*** Provided material Section Begins ***
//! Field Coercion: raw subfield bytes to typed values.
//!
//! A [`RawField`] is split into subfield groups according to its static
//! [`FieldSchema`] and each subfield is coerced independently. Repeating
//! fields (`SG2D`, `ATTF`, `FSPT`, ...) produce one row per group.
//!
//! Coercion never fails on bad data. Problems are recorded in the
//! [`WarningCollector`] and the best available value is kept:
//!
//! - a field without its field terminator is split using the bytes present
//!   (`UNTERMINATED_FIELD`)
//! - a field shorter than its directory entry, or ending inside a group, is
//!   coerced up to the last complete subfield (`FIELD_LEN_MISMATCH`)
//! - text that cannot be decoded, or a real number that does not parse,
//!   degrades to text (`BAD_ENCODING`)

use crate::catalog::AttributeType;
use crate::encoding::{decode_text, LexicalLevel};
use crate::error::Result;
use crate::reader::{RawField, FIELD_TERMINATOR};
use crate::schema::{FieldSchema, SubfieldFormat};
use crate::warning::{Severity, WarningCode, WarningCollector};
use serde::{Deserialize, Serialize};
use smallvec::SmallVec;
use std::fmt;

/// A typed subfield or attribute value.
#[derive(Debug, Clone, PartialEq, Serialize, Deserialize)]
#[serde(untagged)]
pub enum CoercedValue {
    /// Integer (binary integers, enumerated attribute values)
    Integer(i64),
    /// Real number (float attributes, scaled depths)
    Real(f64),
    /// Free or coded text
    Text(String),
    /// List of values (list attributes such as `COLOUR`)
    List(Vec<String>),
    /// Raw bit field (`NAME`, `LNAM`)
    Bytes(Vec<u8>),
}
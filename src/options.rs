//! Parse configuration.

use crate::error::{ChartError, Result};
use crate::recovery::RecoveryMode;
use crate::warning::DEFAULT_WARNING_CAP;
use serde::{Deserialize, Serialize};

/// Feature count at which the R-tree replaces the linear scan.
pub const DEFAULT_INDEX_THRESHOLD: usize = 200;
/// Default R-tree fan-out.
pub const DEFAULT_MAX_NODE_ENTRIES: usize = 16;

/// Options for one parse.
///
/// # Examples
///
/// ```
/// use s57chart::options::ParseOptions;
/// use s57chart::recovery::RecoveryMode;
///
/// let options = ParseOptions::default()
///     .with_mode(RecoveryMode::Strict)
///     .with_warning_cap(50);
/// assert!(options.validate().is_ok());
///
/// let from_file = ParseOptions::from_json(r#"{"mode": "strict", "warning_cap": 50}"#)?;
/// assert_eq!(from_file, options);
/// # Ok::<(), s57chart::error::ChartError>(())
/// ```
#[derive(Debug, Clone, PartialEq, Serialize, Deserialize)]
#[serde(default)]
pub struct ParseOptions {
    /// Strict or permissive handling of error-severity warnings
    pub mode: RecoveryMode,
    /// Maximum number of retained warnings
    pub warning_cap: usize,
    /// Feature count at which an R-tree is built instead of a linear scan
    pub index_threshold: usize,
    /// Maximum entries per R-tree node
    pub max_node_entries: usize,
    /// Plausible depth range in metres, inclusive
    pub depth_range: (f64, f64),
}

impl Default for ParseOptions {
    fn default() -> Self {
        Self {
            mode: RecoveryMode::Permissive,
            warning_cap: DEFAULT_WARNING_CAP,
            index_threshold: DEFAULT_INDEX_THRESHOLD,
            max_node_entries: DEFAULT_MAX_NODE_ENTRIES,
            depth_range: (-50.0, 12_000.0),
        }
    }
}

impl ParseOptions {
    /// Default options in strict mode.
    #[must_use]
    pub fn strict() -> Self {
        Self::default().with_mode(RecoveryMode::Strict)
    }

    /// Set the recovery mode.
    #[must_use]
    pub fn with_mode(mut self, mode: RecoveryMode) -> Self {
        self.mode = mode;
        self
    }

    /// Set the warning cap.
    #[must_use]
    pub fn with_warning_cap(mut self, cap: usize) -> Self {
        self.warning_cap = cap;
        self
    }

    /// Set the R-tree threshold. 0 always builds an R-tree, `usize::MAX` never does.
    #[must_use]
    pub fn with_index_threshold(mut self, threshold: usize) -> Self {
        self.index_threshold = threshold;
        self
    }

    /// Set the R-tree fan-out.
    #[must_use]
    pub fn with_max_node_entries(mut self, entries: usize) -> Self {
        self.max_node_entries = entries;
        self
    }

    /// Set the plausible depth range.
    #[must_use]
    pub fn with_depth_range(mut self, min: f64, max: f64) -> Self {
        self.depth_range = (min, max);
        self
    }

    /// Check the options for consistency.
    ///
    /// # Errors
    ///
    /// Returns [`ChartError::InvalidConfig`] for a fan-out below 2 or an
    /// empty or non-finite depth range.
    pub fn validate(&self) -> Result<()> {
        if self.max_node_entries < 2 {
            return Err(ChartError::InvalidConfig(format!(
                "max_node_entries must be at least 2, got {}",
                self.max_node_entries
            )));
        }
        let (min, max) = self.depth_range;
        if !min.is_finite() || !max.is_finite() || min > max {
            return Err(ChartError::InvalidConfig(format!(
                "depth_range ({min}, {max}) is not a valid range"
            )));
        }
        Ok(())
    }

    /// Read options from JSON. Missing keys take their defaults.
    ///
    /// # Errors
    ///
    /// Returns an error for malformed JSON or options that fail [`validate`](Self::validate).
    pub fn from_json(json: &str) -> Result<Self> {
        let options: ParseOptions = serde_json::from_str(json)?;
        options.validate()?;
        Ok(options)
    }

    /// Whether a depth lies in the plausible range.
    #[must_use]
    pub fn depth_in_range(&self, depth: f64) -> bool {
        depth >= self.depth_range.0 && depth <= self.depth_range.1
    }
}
*** Provided material Section Ends ***
*** Provided material Section Begins ***
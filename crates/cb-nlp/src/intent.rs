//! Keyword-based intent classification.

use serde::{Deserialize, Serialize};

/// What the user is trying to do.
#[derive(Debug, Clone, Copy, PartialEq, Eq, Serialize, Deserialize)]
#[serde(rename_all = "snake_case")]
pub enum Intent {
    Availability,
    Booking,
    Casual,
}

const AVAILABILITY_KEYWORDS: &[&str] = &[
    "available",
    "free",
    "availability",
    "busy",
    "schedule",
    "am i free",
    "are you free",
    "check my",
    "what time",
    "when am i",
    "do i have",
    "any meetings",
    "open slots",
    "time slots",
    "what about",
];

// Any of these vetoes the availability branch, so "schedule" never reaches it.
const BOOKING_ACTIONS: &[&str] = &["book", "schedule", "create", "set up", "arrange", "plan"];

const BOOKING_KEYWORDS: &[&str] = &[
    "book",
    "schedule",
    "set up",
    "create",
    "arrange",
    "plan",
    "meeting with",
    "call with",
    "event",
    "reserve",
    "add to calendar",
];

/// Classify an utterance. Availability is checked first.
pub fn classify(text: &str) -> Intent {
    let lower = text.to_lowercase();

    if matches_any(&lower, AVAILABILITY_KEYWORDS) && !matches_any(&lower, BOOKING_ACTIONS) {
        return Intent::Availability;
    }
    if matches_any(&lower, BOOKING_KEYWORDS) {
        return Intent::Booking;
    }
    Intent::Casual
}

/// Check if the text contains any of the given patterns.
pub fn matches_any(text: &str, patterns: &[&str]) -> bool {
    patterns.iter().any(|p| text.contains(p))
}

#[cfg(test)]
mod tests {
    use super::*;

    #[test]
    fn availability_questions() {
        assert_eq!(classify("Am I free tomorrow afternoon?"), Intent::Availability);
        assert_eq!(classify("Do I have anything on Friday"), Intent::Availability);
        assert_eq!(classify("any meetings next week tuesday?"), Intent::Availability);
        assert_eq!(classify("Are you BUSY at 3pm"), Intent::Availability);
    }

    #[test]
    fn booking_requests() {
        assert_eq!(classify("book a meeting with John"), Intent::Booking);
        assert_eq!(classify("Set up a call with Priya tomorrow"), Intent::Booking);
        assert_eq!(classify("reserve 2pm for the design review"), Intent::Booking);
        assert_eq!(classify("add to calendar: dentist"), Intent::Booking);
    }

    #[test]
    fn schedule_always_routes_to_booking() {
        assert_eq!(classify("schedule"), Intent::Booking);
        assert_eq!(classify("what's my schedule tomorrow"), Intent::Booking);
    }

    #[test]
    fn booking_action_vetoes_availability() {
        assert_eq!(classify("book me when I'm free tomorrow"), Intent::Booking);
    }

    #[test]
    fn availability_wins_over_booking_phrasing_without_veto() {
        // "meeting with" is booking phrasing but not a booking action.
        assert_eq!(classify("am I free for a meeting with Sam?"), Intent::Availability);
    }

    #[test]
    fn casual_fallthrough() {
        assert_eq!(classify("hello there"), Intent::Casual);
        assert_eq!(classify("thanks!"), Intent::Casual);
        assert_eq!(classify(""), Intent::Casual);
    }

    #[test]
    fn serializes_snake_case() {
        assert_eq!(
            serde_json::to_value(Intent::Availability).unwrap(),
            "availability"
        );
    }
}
*** Provided material Section Ends ***
▶ [What is required]: A single number is needed: the count of lines in the records that contain "Maximum".

▶ [Solution]: 2